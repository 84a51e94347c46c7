//! Check command implementation
//!
//! Prints the configuration after file loading, environment overrides and
//! validation.

use tracing::info;

use crate::config::{NlsolveConfig, OutputFormat};
use crate::Result;

/// Run the check command
pub fn run(config: &NlsolveConfig) -> Result<()> {
    info!("Configuration is valid");

    match config.format {
        OutputFormat::Json => println!("{}", serde_json::to_string_pretty(config)?),
        OutputFormat::Table => {
            println!("{}", toml::to_string_pretty(config)?);
        }
    }
    Ok(())
}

====

Copy the entries above exactly, so that each line matches the original.

● **THE COMPLETED TASK**
repository 84a51e94347c46c7
//! Check command implementation
//!
//! Prints the configuration after file loading, environment overrides and
//! validation.

use tracing::info;

use crate::config::{NlsolveConfig, OutputFormat};
use crate::Result;

/// Run the check command
pub fn run(config: &NlsolveConfig) -> Result<()> {
    info!("Configuration is valid");

    match config.format {
        OutputFormat::Json => println!("{}", serde_json::to_string_pretty(config)?),
        OutputFormat::Table => {
            println!("{}", toml::to_string_pretty(config)?);
        }
    }
    Ok(())
}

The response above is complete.